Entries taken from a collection
▶
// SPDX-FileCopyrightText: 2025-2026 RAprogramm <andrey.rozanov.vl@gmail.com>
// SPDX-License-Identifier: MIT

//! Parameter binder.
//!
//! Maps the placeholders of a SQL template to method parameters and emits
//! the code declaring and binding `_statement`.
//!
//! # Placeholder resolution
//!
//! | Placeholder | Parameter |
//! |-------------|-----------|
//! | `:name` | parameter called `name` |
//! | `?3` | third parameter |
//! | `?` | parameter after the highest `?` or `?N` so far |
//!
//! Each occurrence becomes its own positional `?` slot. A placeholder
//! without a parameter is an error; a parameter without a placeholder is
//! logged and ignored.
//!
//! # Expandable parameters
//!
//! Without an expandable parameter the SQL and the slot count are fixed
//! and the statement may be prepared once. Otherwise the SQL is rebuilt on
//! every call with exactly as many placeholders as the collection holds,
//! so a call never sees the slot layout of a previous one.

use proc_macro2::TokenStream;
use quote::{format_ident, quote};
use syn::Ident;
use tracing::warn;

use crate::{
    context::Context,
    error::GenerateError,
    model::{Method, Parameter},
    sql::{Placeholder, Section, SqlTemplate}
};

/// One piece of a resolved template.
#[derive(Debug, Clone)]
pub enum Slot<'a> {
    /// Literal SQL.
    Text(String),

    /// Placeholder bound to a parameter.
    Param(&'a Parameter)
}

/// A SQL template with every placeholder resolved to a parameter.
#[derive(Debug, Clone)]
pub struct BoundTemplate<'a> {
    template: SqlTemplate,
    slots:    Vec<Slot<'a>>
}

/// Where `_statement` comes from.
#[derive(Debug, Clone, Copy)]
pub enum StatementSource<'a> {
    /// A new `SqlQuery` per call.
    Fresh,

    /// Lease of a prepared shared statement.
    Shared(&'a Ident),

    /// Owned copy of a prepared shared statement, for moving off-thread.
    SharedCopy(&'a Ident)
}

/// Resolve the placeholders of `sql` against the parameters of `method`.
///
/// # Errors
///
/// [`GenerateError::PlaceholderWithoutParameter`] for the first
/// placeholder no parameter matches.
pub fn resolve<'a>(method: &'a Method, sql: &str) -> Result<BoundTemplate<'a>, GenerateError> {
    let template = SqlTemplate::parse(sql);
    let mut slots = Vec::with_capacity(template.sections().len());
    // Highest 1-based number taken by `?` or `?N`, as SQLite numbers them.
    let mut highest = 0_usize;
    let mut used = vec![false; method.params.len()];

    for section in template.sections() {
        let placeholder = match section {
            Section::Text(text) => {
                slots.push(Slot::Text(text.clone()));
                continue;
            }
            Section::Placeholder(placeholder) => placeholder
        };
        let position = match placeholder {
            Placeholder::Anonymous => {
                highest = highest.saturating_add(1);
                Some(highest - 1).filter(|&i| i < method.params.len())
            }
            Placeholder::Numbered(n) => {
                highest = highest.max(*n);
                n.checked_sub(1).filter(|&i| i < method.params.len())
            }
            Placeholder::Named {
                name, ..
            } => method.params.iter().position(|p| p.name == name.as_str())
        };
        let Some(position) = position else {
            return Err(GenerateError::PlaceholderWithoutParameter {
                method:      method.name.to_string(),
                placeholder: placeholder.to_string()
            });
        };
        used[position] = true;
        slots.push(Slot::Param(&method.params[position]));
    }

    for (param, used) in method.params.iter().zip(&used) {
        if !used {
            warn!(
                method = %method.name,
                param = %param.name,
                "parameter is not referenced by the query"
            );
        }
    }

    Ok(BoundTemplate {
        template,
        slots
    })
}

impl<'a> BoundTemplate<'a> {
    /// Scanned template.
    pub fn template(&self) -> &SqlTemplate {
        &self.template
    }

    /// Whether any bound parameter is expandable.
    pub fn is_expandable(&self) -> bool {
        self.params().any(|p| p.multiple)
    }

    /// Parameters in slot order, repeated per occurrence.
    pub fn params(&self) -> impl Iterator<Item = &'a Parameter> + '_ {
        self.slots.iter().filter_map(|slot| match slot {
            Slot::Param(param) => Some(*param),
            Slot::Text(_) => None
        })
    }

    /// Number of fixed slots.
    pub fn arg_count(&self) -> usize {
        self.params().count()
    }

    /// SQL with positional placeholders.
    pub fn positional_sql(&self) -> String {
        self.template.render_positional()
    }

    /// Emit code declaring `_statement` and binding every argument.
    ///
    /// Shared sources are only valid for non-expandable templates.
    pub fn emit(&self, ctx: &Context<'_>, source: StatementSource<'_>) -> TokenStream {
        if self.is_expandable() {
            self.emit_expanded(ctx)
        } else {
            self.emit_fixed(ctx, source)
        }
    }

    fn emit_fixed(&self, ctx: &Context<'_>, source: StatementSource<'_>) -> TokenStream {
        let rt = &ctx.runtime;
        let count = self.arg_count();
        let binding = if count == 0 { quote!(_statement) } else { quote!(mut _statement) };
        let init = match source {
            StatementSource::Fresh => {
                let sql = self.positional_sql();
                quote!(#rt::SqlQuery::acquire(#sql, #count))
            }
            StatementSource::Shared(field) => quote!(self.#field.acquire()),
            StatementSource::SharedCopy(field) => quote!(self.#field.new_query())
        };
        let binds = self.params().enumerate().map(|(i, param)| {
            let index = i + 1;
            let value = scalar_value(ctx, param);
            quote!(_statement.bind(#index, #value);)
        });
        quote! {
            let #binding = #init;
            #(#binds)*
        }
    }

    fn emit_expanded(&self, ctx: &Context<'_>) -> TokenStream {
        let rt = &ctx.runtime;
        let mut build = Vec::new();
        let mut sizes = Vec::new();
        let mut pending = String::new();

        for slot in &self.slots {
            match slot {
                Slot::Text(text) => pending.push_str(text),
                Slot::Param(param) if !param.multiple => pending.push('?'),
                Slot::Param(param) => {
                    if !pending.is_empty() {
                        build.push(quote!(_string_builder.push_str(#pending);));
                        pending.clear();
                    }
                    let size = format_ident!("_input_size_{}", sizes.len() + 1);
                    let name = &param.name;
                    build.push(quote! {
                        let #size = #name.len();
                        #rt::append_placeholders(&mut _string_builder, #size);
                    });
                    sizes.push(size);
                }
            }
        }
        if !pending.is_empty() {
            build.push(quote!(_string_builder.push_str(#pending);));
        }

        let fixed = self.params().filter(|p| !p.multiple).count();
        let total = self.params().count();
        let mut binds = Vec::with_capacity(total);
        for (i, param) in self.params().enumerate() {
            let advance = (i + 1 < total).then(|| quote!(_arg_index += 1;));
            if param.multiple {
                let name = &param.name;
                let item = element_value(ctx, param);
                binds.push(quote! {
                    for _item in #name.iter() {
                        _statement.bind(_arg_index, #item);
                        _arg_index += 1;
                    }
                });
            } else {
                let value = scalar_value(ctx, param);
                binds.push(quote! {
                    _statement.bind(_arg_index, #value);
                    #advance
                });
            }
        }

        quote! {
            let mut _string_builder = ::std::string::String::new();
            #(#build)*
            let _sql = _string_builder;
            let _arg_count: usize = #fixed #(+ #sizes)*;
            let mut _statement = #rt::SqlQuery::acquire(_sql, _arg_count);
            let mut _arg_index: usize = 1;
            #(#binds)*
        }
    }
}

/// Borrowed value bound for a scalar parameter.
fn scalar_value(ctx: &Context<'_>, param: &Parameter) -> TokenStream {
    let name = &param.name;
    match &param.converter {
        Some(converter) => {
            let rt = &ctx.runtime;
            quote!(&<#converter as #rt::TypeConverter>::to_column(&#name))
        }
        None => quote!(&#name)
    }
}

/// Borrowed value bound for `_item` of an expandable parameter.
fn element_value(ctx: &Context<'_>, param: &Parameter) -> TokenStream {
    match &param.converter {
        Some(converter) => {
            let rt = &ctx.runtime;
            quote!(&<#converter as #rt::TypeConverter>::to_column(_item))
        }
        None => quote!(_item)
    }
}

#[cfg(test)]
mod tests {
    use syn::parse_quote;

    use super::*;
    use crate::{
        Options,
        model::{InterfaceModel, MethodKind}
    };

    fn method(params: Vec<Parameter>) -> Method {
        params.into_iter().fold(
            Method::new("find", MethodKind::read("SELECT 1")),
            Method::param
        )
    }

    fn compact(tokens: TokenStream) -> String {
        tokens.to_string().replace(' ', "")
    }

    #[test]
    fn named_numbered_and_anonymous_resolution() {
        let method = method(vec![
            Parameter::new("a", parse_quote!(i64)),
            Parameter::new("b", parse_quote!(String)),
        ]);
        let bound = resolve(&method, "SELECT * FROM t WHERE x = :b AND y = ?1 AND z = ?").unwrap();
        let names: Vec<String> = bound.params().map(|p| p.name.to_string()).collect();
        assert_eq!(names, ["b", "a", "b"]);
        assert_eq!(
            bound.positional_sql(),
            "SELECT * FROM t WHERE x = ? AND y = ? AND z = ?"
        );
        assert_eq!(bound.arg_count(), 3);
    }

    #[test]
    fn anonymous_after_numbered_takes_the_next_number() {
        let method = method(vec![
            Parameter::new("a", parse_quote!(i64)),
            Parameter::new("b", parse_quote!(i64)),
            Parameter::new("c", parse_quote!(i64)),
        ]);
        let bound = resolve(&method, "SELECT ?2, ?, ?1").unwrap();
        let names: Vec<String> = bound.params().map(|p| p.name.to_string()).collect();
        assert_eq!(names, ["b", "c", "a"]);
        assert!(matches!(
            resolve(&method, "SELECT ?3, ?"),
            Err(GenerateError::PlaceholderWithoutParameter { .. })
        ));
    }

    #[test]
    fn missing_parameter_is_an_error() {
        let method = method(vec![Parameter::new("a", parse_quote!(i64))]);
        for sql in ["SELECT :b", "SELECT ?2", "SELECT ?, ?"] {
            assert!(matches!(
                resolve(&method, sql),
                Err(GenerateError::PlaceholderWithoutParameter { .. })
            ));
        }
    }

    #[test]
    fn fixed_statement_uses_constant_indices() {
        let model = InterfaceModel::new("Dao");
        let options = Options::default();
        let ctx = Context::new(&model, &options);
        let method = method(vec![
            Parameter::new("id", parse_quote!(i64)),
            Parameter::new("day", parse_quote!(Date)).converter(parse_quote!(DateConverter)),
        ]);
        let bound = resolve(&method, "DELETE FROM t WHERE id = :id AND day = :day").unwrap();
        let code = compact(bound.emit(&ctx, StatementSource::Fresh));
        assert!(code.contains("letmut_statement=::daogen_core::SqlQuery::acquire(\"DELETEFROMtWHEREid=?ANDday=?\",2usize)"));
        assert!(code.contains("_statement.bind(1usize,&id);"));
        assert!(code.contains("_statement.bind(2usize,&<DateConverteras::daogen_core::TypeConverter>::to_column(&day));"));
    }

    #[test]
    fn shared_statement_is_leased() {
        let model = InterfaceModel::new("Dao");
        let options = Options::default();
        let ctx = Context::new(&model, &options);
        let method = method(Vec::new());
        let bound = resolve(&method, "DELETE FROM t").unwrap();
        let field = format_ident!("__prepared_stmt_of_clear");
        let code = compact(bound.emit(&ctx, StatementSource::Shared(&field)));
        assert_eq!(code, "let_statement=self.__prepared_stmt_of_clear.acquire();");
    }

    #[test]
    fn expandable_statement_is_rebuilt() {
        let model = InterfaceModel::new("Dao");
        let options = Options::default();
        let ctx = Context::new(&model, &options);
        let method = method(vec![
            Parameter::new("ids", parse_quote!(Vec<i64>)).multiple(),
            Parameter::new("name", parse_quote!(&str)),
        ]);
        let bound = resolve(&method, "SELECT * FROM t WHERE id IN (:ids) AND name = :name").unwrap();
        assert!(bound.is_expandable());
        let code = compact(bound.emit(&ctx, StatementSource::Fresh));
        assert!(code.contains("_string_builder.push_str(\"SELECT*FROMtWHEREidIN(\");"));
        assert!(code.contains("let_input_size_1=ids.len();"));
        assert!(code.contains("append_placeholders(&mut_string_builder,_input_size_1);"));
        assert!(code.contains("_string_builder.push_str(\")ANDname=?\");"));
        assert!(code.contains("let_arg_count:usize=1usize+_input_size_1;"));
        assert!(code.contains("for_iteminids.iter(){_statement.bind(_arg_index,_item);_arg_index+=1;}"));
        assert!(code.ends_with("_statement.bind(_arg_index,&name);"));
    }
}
◀
**Work to be completed:**
Please show all lines from the entries that contain the word "occurrence".

**Worked solution:**
//! Each occurrence becomes its own positional `?` slot. A placeholder
    /// Parameters in slot order, repeated per occurrence.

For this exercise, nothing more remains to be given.